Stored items
---
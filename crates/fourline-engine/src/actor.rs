//! Session actor: an isolated Tokio task that owns one game.
//!
//! Each session runs in its own task, communicating with connection
//! handlers through an mpsc channel. All mutations of one session flow
//! through this single task, so two near-simultaneous requests are
//! applied in channel order and there is no interleaving to reason
//! about. The turn timer lives inside the task for the same reason: an
//! expiry is just another event in the loop, serialized with moves.

use std::collections::HashMap;
use std::time::Duration;

use fourline_protocol::{
    Identity, IdentityId, Seat, ServerMessage, SessionId, SessionSnapshot,
    SessionStatus,
};
use fourline_timer::TurnTimer;
use tokio::sync::{mpsc, oneshot};
use tokio::time::{self, Instant};
use tracing::{debug, info, warn};

use crate::{
    EngineError, JoinOutcome, RematchOutcome, Session, SessionConfig,
};

/// Channel sender for delivering broadcasts to one attached client.
pub type ClientSender = mpsc::UnboundedSender<ServerMessage>;

/// Whether an attach request opens a session or joins an existing one.
///
/// Both double as the reconnection path: an identity re-issuing its
/// original intent is re-attached to the seat it already holds and
/// answered with the current snapshot.
#[derive(Debug, Clone, Copy, PartialEq, Eq)]
pub enum AttachIntent {
    Create,
    Join,
}

/// Commands sent to a session actor through its channel.
pub(crate) enum SessionCommand {
    Attach {
        intent: AttachIntent,
        identity: Identity,
        sender: ClientSender,
        reply: oneshot::Sender<Result<SessionSnapshot, EngineError>>,
    },
    Detach {
        identity_id: IdentityId,
    },
    Move {
        identity_id: IdentityId,
        column: usize,
        reply: oneshot::Sender<Result<(), EngineError>>,
    },
    Reset {
        reply: oneshot::Sender<Result<(), EngineError>>,
    },
    RequestRematch {
        identity_id: IdentityId,
        switch_sides: bool,
        reply: oneshot::Sender<Result<(), EngineError>>,
    },
    AcceptRematch {
        identity_id: IdentityId,
        reply: oneshot::Sender<Result<(), EngineError>>,
    },
    DeclineRematch {
        identity_id: IdentityId,
        reply: oneshot::Sender<Result<(), EngineError>>,
    },
    Snapshot {
        reply: oneshot::Sender<Option<SessionSnapshot>>,
    },
    Shutdown,
}

// ---------------------------------------------------------------------------
// Handle
// ---------------------------------------------------------------------------

/// Handle to a running session actor. Cheap to clone — just an
/// `mpsc::Sender` wrapper. The registry holds one per session.
#[derive(Clone)]
pub struct SessionHandle {
    session_id: SessionId,
    sender: mpsc::Sender<SessionCommand>,
}
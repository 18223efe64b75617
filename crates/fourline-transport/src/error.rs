/// Errors that can occur in the transport layer.
#[derive(Debug, thiserror::Error)]
pub enum TransportError {
    /// The connection was closed.
    #[error("connection closed: {0}")]
    ConnectionClosed(String),

    /// Sending a frame failed.
    #[error("send failed: {0}")]
    SendFailed(#[source] std::io::Error),

    /// Receiving a frame failed.
    #[error("receive failed: {0}")]
    ReceiveFailed(#[source] std::io::Error),

    /// Binding or accepting connections failed.
    #[error("accept failed: {0}")]
    AcceptFailed(#[source] std::io::Error),

    /// The transport was shut down.
    #[error("transport shut down")]
    Shutdown,
}
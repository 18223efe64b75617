//! Authoritative game engine for Fourline.
//!
//! The server owns all game state; clients render snapshots and send
//! intents. This crate holds everything between the wire and the rules:
//!
//! - [`board`] — drop, win detection, draw detection
//! - [`Session`] — the pure state machine for one game
//! - [`validator`] — ordered admission checks for moves
//! - [`SessionHandle`] / the actor behind it — per-session task that
//!   serializes all mutations and runs the turn timer
//! - [`SessionRegistry`] — id → handle map

pub mod board;
pub mod validator;

mod actor;
mod config;
mod error;
mod registry;
mod session;

pub use actor::{AttachIntent, ClientSender, SessionHandle};
pub use config::SessionConfig;
pub use error::EngineError;
pub use registry::SessionRegistry;
pub use session::{
    JoinOutcome, MoveRecord, PendingRematch, RematchOutcome, Session,
};
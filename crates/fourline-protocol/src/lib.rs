//! Wire protocol for Fourline.
//!
//! This crate defines the language that clients and the session engine
//! speak:
//!
//! - **Types** ([`SessionId`], [`Identity`], [`Seat`], [`Board`],
//!   [`SessionSnapshot`], ...) — the data that travels on the wire.
//! - **Messages** ([`ClientMessage`], [`ServerMessage`], [`Envelope`]) —
//!   the request/broadcast vocabulary of the session engine.
//! - **Codec** ([`Codec`] trait, [`JsonCodec`]) — how messages are
//!   converted to/from bytes.
//! - **Errors** ([`ProtocolError`], [`ErrorKind`]) — what can go wrong at
//!   the protocol level, and the wire-visible error taxonomy.
//!
//! The protocol layer sits between transport (raw bytes) and the engine
//! (authoritative state). It knows nothing about sockets or sessions —
//! only about shapes.

mod codec;
mod error;
mod messages;
mod types;

pub use codec::Codec;
#[cfg(feature = "json")]
pub use codec::JsonCodec;
pub use error::ProtocolError;
pub use messages::{ClientMessage, Envelope, ErrorKind, ServerMessage};
pub use types::{
    Board, CellAddr, Identity, IdentityId, Seat, SessionId, SessionSnapshot,
    SessionStatus, WinLine, new_identity_id, new_session_code,
};
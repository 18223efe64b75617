//! Move admission checks.
//!
//! A move request passes through a fixed sequence of gates, and the first
//! failing gate is the one reported — exactly one error per rejected
//! request:
//!
//! 1. transport reachable (checked by the connection handler via
//!    [`require_transport`], before the request enters the state machine)
//! 2. session accepting moves (not terminal, opponent present)
//! 3. requester holds a seat
//! 4. requester's seat owns the turn
//! 5. column in range
//! 6. column has room
//!
//! Validation never mutates: a rejected request leaves the session
//! exactly as it was.

use fourline_protocol::{Board, IdentityId, Seat, SessionStatus};

use crate::{EngineError, Session, board};

/// Gate 1: refuse early when the requester's link is already known dead.
pub fn require_transport(connected: bool) -> Result<(), EngineError> {
    if connected {
        Ok(())
    } else {
        Err(EngineError::TransportUnavailable)
    }
}

/// Gates 2 through 6. Returns the seat that may move so the caller
/// doesn't re-derive it.
pub fn validate_move(
    session: &Session,
    identity_id: &IdentityId,
    column: usize,
) -> Result<Seat, EngineError> {
    match session.status() {
        SessionStatus::AwaitingOpponent => return Err(EngineError::NoOpponent),
        SessionStatus::Won { .. } | SessionStatus::Drawn => {
            return Err(EngineError::GameOver);
        }
        SessionStatus::InProgress => {}
    }

    let seat = session
        .seat_of(identity_id)
        .ok_or_else(|| EngineError::SeatNotFound(identity_id.clone()))?;
    if seat != session.turn() {
        return Err(EngineError::NotYourTurn(session.turn()));
    }

    if column >= Board::COLS {
        return Err(EngineError::InvalidColumn(column));
    }
    if board::landing_row(session.board(), column).is_none() {
        return Err(EngineError::ColumnFull(column));
    }
    Ok(seat)
}
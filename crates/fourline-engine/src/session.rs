//! The pure session state machine.
//!
//! [`Session`] holds the authoritative state of one game and mutates it
//! through a small set of operations, each of which validates fully
//! before touching anything. No I/O, no clocks, no channels — the actor
//! in [`crate::actor`] owns the concurrency and the turn timer, this type
//! owns the rules.

use fourline_protocol::{
    Board, CellAddr, Identity, IdentityId, Seat, SessionId, SessionSnapshot,
    SessionStatus, WinLine,
};
use tracing::info;

use crate::{EngineError, board, validator};

// ---------------------------------------------------------------------------
// Operation outcomes
// ---------------------------------------------------------------------------

/// How a join request resolved.
#[derive(Debug, Clone, Copy, PartialEq, Eq)]
pub enum JoinOutcome {
    /// Seat 2 was vacant and is now occupied; the game started.
    Joined,
    /// The identity already held this seat (reconnection path).
    ReAttached(Seat),
}

/// An accepted move.
#[derive(Debug, Clone, Copy, PartialEq, Eq)]
pub struct MoveRecord {
    /// The seat that moved.
    pub seat: Seat,
    /// Where the piece landed.
    pub cell: CellAddr,
    /// The session status after the move.
    pub status: SessionStatus,
}

/// How a rematch request resolved.
#[derive(Debug, Clone, Copy, PartialEq, Eq)]
pub enum RematchOutcome {
    /// Request recorded; waiting on the other seat.
    Requested,
    /// The other seat already had a request pending, so this request
    /// counted as an acceptance and a fresh game began. `switched` tells
    /// whether the seats swapped.
    Accepted { switched: bool },
}

/// A rematch request waiting for the other seat's answer.
///
/// Cleared on accept, decline, and reset. `switch_sides` belongs to the
/// request, not the acceptance: whoever asked first decides whether the
/// seats swap.
#[derive(Debug, Clone, Copy, PartialEq, Eq)]
pub struct PendingRematch {
    pub requested_by: Seat,
    pub switch_sides: bool,
}

// ---------------------------------------------------------------------------
// Session
// ---------------------------------------------------------------------------

/// Authoritative state of one game session.
#[derive(Debug, Clone)]
pub struct Session {
    id: SessionId,
    board: Board,
    turn: Seat,
    status: SessionStatus,
    seat_one: Identity,
    seat_two: Option<Identity>,
    winning_line: Option<WinLine>,
    last_move: Option<CellAddr>,
    pending_rematch: Option<PendingRematch>,
    /// Bumped on every snapshot-visible mutation.
    revision: u64,
}

impl Session {
    /// Opens a session with the creator in seat 1, awaiting an opponent.
    pub fn new(id: SessionId, creator: Identity) -> Self {
        info!(session_id = %id, creator = %creator.id, "session created");
        Self {
            id,
            board: Board::empty(),
            turn: Seat::One,
            status: SessionStatus::AwaitingOpponent,
            seat_one: creator,
            seat_two: None,
            winning_line: None,
            last_move: None,
            pending_rematch: None,
            revision: 1,
        }
    }

    // -- accessors ----------------------------------------------------------

    pub fn id(&self) -> &SessionId {
        &self.id
    }

    pub fn status(&self) -> SessionStatus {
        self.status
    }

    pub fn turn(&self) -> Seat {
        self.turn
    }

    pub fn board(&self) -> &Board {
        &self.board
    }

    pub fn revision(&self) -> u64 {
        self.revision
    }

    pub fn pending_rematch(&self) -> Option<PendingRematch> {
        self.pending_rematch
    }

    /// The seat held by `identity_id`, if any.
    pub fn seat_of(&self, identity_id: &IdentityId) -> Option<Seat> {
        if self.seat_one.id == *identity_id {
            Some(Seat::One)
        } else if self.seat_two.as_ref().is_some_and(|p| p.id == *identity_id) {
            Some(Seat::Two)
        } else {
            None
        }
    }

    /// The identity occupying `seat`, if any.
    pub fn identity(&self, seat: Seat) -> Option<&Identity> {
        match seat {
            Seat::One => Some(&self.seat_one),
            Seat::Two => self.seat_two.as_ref(),
        }
    }

    /// The full wire-visible state.
    pub fn snapshot(&self) -> SessionSnapshot {
        SessionSnapshot {
            session_id: self.id.clone(),
            revision: self.revision,
            board: self.board,
            turn: self.turn,
            status: self.status,
            seat_one: self.seat_one.clone(),
            seat_two: self.seat_two.clone(),
            winning_line: self.winning_line,
            last_move: self.last_move,
        }
    }

    // -- joining ------------------------------------------------------------

    /// Seats `identity` as seat 2, or re-attaches it to the seat it
    /// already holds.
    ///
    /// # Errors
    /// [`EngineError::SessionFull`] when both seats belong to other
    /// identities.
    pub fn join(&mut self, identity: Identity) -> Result<JoinOutcome, EngineError> {
        if let Some(seat) = self.seat_of(&identity.id) {
            return Ok(JoinOutcome::ReAttached(seat));
        }
        if self.seat_two.is_some() {
            return Err(EngineError::SessionFull(self.id.clone()));
        }

        info!(session_id = %self.id, joiner = %identity.id, "opponent joined");
        self.seat_two = Some(identity);
        self.status = SessionStatus::InProgress;
        self.revision += 1;
        Ok(JoinOutcome::Joined)
    }

    /// Re-attach path for the creator: same identity id reclaims seat 1,
    /// a different identity is refused.
    pub fn reclaim_seat_one(&self, identity_id: &IdentityId) -> Result<(), EngineError> {
        if self.seat_one.id == *identity_id {
            Ok(())
        } else {
            Err(EngineError::DuplicateSession(self.id.clone()))
        }
    }

    // -- moves --------------------------------------------------------------

    /// Validates and applies one move.
    ///
    /// On a winning move the turn does NOT advance — the snapshot keeps
    /// showing the winner as the turn holder, and the `Won` status is what
    /// marks the game finished. On any other move the turn flips.
    pub fn apply_move(
        &mut self,
        identity_id: &IdentityId,
        column: usize,
    ) -> Result<MoveRecord, EngineError> {
        let seat = validator::validate_move(self, identity_id, column)?;

        let cell = board::drop_piece(&mut self.board, column, seat)?;
        self.last_move = Some(cell);

        if let Some((winner, line)) = board::detect_win(&self.board) {
            self.status = SessionStatus::Won { seat: winner };
            self.winning_line = Some(line);
            info!(session_id = %self.id, %winner, "game won");
        } else if board::is_full(&self.board) {
            self.status = SessionStatus::Drawn;
            info!(session_id = %self.id, "game drawn");
        } else {
            self.turn = seat.other();
        }

        self.revision += 1;
        Ok(MoveRecord {
            seat,
            cell,
            status: self.status,
        })
    }

    /// Passes the turn without placing a piece. Used when a turn timer
    /// runs out. Returns the seat that lost its turn, or `None` if the
    /// session is not in progress (a forfeit can race a finishing move).
    pub fn forfeit_turn(&mut self) -> Option<Seat> {
        if self.status != SessionStatus::InProgress {
            return None;
        }
        let forfeited = self.turn;
        self.turn = forfeited.other();
        self.revision += 1;
        info!(session_id = %self.id, seat = %forfeited, "turn forfeited");
        Some(forfeited)
    }

    // -- reset --------------------------------------------------------------

    /// Clears the board and starts over with seat 1 to move. Seats keep
    /// their occupants. Permitted in any state; callers that want to
    /// restrict mid-game resets gate this themselves.
    pub fn reset(&mut self) {
        self.board = Board::empty();
        self.turn = Seat::One;
        self.status = if self.seat_two.is_some() {
            SessionStatus::InProgress
        } else {
            SessionStatus::AwaitingOpponent
        };
        self.winning_line = None;
        self.last_move = None;
        self.pending_rematch = None;
        self.revision += 1;
        info!(session_id = %self.id, "session reset");
    }

    // -- rematch ------------------------------------------------------------

    /// Records a rematch request, or completes the handshake if the other
    /// seat already asked.
    ///
    /// The handshake is commutative: a request arriving while the
    /// opponent's request is pending counts as acceptance, and the EARLIER
    /// request's `switch_sides` governs. A repeat request from the same
    /// seat just updates its `switch_sides`.
    pub fn request_rematch(
        &mut self,
        identity_id: &IdentityId,
        switch_sides: bool,
    ) -> Result<RematchOutcome, EngineError> {
        let seat = self
            .seat_of(identity_id)
            .ok_or_else(|| EngineError::SeatNotFound(identity_id.clone()))?;
        if self.seat_two.is_none() {
            return Err(EngineError::NoOpponent);
        }
        if !self.status.is_terminal() {
            return Err(EngineError::NotTerminal);
        }

        match self.pending_rematch {
            Some(pending) if pending.requested_by != seat => {
                let switched = pending.switch_sides;
                self.start_rematch(switched);
                Ok(RematchOutcome::Accepted { switched })
            }
            _ => {
                self.pending_rematch = Some(PendingRematch {
                    requested_by: seat,
                    switch_sides,
                });
                info!(session_id = %self.id, %seat, switch_sides, "rematch requested");
                Ok(RematchOutcome::Requested)
            }
        }
    }

    /// Accepts the opponent's pending request and starts the new game.
    /// Returns whether the seats swapped.
    pub fn accept_rematch(&mut self, identity_id: &IdentityId) -> Result<bool, EngineError> {
        let seat = self
            .seat_of(identity_id)
            .ok_or_else(|| EngineError::SeatNotFound(identity_id.clone()))?;
        let pending = self
            .pending_rematch
            .filter(|p| p.requested_by != seat)
            .ok_or(EngineError::NoPendingRematch)?;

        let switched = pending.switch_sides;
        self.start_rematch(switched);
        Ok(switched)
    }

    /// Declines (or, from the requester, withdraws) the pending request.
    /// The session stays terminal.
    pub fn decline_rematch(&mut self, identity_id: &IdentityId) -> Result<(), EngineError> {
        self.seat_of(identity_id)
            .ok_or_else(|| EngineError::SeatNotFound(identity_id.clone()))?;
        if self.pending_rematch.take().is_none() {
            return Err(EngineError::NoPendingRematch);
        }
        info!(session_id = %self.id, "rematch declined");
        Ok(())
    }

    fn start_rematch(&mut self, switch_sides: bool) {
        if switch_sides {
            // seat_two is occupied here: rematch requires an opponent.
            if let Some(two) = self.seat_two.take() {
                let one = std::mem::replace(&mut self.seat_one, two);
                self.seat_two = Some(one);
            }
        }
        self.board = Board::empty();
        self.turn = Seat::One;
        self.status = SessionStatus::InProgress;
        self.winning_line = None;
        self.last_move = None;
        self.pending_rematch = None;
        self.revision += 1;
        info!(session_id = %self.id, switch_sides, "rematch started");
    }
}
//! WebSocket transport via `tokio-tungstenite`.
//!
//! The stream is split into sink and source halves behind separate locks:
//! the connection handler blocks in `recv` for most of its life, and
//! broadcasts must still go out while it does.

use std::net::SocketAddr;
use std::sync::Arc;
use std::sync::atomic::{AtomicU64, Ordering};

use futures_util::stream::{SplitSink, SplitStream};
use futures_util::{SinkExt, StreamExt};
use tokio::net::{TcpListener, TcpStream};
use tokio::sync::Mutex;
use tokio_tungstenite::WebSocketStream;
use tokio_tungstenite::tungstenite::Message;

use crate::{Connection, ConnectionId, Transport, TransportError};

/// Counter for generating unique connection ids.
static NEXT_CONNECTION_ID: AtomicU64 = AtomicU64::new(1);

type WsStream = WebSocketStream<TcpStream>;

fn io_error(kind: std::io::ErrorKind, e: impl std::error::Error + Send + Sync + 'static) -> std::io::Error {
    std::io::Error::new(kind, e)
}

/// A WebSocket-based [`Transport`] that listens for incoming connections.
pub struct WebSocketTransport {
    listener: TcpListener,
}

impl WebSocketTransport {
    /// Binds to the given address. Use port 0 to let the OS pick one.
    pub async fn bind(addr: &str) -> Result<Self, TransportError> {
        let listener = TcpListener::bind(addr)
            .await
            .map_err(TransportError::AcceptFailed)?;
        tracing::info!(addr, "WebSocket transport listening");
        Ok(Self { listener })
    }

    /// The address actually bound, with the real port.
    pub fn local_addr(&self) -> Result<SocketAddr, TransportError> {
        self.listener
            .local_addr()
            .map_err(TransportError::AcceptFailed)
    }
}

impl Transport for WebSocketTransport {
    type Connection = WebSocketConnection;
    type Error = TransportError;

    async fn accept(&mut self) -> Result<Self::Connection, Self::Error> {
        let (stream, addr) = self
            .listener
            .accept()
            .await
            .map_err(TransportError::AcceptFailed)?;

        let ws = tokio_tungstenite::accept_async(stream)
            .await
            .map_err(|e| {
                TransportError::AcceptFailed(io_error(
                    std::io::ErrorKind::ConnectionRefused,
                    e,
                ))
            })?;

        let id = ConnectionId::new(NEXT_CONNECTION_ID.fetch_add(1, Ordering::Relaxed));
        tracing::debug!(%id, %addr, "accepted WebSocket connection");

        let (sink, source) = ws.split();
        Ok(WebSocketConnection {
            id,
            sink: Arc::new(Mutex::new(sink)),
            source: Arc::new(Mutex::new(source)),
        })
    }

    async fn shutdown(&self) -> Result<(), Self::Error> {
        Ok(())
    }
}

/// A single WebSocket connection.
///
/// Clone-cheap: both halves sit behind `Arc`s, so a handler can hand a
/// clone to its outbound-forwarding task.
#[derive(Clone)]
pub struct WebSocketConnection {
    id: ConnectionId,
    sink: Arc<Mutex<SplitSink<WsStream, Message>>>,
    source: Arc<Mutex<SplitStream<WsStream>>>,
}

impl Connection for WebSocketConnection {
    type Error = TransportError;

    async fn send(&self, data: &[u8]) -> Result<(), Self::Error> {
        // Frames are UTF-8 JSON; send them as text so browser clients
        // and dev tools see readable frames.
        let msg = match std::str::from_utf8(data) {
            Ok(text) => Message::Text(text.into()),
            Err(_) => Message::Binary(data.to_vec().into()),
        };
        self.sink.lock().await.send(msg).await.map_err(|e| {
            TransportError::SendFailed(io_error(std::io::ErrorKind::BrokenPipe, e))
        })
    }

    async fn recv(&self) -> Result<Option<Vec<u8>>, Self::Error> {
        loop {
            let msg = self.source.lock().await.next().await;
            match msg {
                Some(Ok(Message::Text(text))) => {
                    return Ok(Some(text.as_bytes().to_vec()));
                }
                Some(Ok(Message::Binary(data))) => return Ok(Some(data.into())),
                Some(Ok(Message::Close(_))) | None => return Ok(None),
                Some(Ok(_)) => continue, // ping/pong/raw frames
                Some(Err(e)) => {
                    return Err(TransportError::ReceiveFailed(io_error(
                        std::io::ErrorKind::ConnectionReset,
                        e,
                    )));
                }
            }
        }
    }

    async fn close(&self) -> Result<(), Self::Error> {
        self.sink.lock().await.close().await.map_err(|e| {
            TransportError::SendFailed(io_error(std::io::ErrorKind::BrokenPipe, e))
        })
    }

    fn id(&self) -> ConnectionId {
        self.id
    }
}
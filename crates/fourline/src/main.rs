//! Fourline server binary.

use fourline::{FourlineError, FourlineServer};
use tracing_subscriber::EnvFilter;

#[tokio::main]
async fn main() -> Result<(), FourlineError> {
    tracing_subscriber::fmt()
        .with_env_filter(
            EnvFilter::try_from_default_env()
                .unwrap_or_else(|_| EnvFilter::new("fourline=info")),
        )
        .init();

    let addr = std::env::var("FOURLINE_ADDR")
        .unwrap_or_else(|_| "127.0.0.1:8080".to_string());

    let server = FourlineServer::builder().bind(&addr).build().await?;
    tracing::info!(%addr, "fourline listening");
    server.run().await
}
//! Engine error type and its mapping onto the wire taxonomy.

use fourline_protocol::{ErrorKind, IdentityId, Seat, SessionId};

/// Everything the engine can reject a request for.
///
/// All variants are recoverable: the offending request is refused, prior
/// session state is untouched, and the session keeps running. Validation
/// happens before any mutation, so an error never leaves a half-applied
/// move behind.
#[derive(Debug, Clone, PartialEq, Eq, thiserror::Error)]
pub enum EngineError {
    #[error("no active session {0}")]
    SessionNotFound(SessionId),

    #[error("session {0} was created by a different identity")]
    DuplicateSession(SessionId),

    #[error("session {0} already has both seats occupied")]
    SessionFull(SessionId),

    #[error("identity {0} holds no seat in this session")]
    SeatNotFound(IdentityId),

    #[error("it is {0}'s turn")]
    NotYourTurn(Seat),

    #[error("the game is over; request a rematch to continue")]
    GameOver,

    #[error("column {0} is out of range")]
    InvalidColumn(usize),

    #[error("column {0} is full")]
    ColumnFull(usize),

    #[error("no opponent has joined yet")]
    NoOpponent,

    #[error("rematch negotiation requires a finished game")]
    NotTerminal,

    #[error("transport is not connected")]
    TransportUnavailable,

    #[error("no rematch request is pending")]
    NoPendingRematch,

    /// The session's actor task is gone (channel closed). Indistinguishable
    /// from a missing session as far as clients are concerned.
    #[error("session {0} is no longer available")]
    Unavailable(SessionId),
}

impl EngineError {
    /// The wire-visible kind reported to clients.
    pub fn kind(&self) -> ErrorKind {
        match self {
            Self::SessionNotFound(_) | Self::Unavailable(_) => ErrorKind::SessionNotFound,
            Self::DuplicateSession(_) => ErrorKind::DuplicateSession,
            Self::SessionFull(_) => ErrorKind::SessionFull,
            Self::SeatNotFound(_) => ErrorKind::SeatNotFound,
            Self::NotYourTurn(_) => ErrorKind::NotYourTurn,
            Self::GameOver => ErrorKind::GameOver,
            Self::InvalidColumn(_) => ErrorKind::InvalidColumn,
            Self::ColumnFull(_) => ErrorKind::ColumnFull,
            Self::NoOpponent => ErrorKind::NoOpponent,
            Self::NotTerminal => ErrorKind::NotTerminal,
            Self::TransportUnavailable => ErrorKind::TransportUnavailable,
            Self::NoPendingRematch => ErrorKind::Malformed,
        }
    }
}

#[cfg(test)]
mod tests {
    use super::*;

    #[test]
    fn test_kind_mapping_covers_wire_taxonomy() {
        let session = SessionId::from("ABC123");
        assert_eq!(
            EngineError::SessionNotFound(session.clone()).kind(),
            ErrorKind::SessionNotFound
        );
        assert_eq!(
            EngineError::Unavailable(session).kind(),
            ErrorKind::SessionNotFound
        );
        assert_eq!(EngineError::ColumnFull(3).kind(), ErrorKind::ColumnFull);
        assert_eq!(
            EngineError::NoPendingRematch.kind(),
            ErrorKind::Malformed
        );
    }

    #[test]
    fn test_display_names_the_turn_owner() {
        let err = EngineError::NotYourTurn(Seat::Two);
        assert_eq!(err.to_string(), "it is seat 2's turn");
    }
}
---
= WHAT THIS TASK INVOLVES =
Scan the records above and show every line in which the word "NoOpponent" occurs.

= REPLY TO THE EXERCISE =
        SessionStatus::AwaitingOpponent => return Err(EngineError::NoOpponent),
            return Err(EngineError::NoOpponent);
    NoOpponent,
            Self::NoOpponent => ErrorKind::NoOpponent,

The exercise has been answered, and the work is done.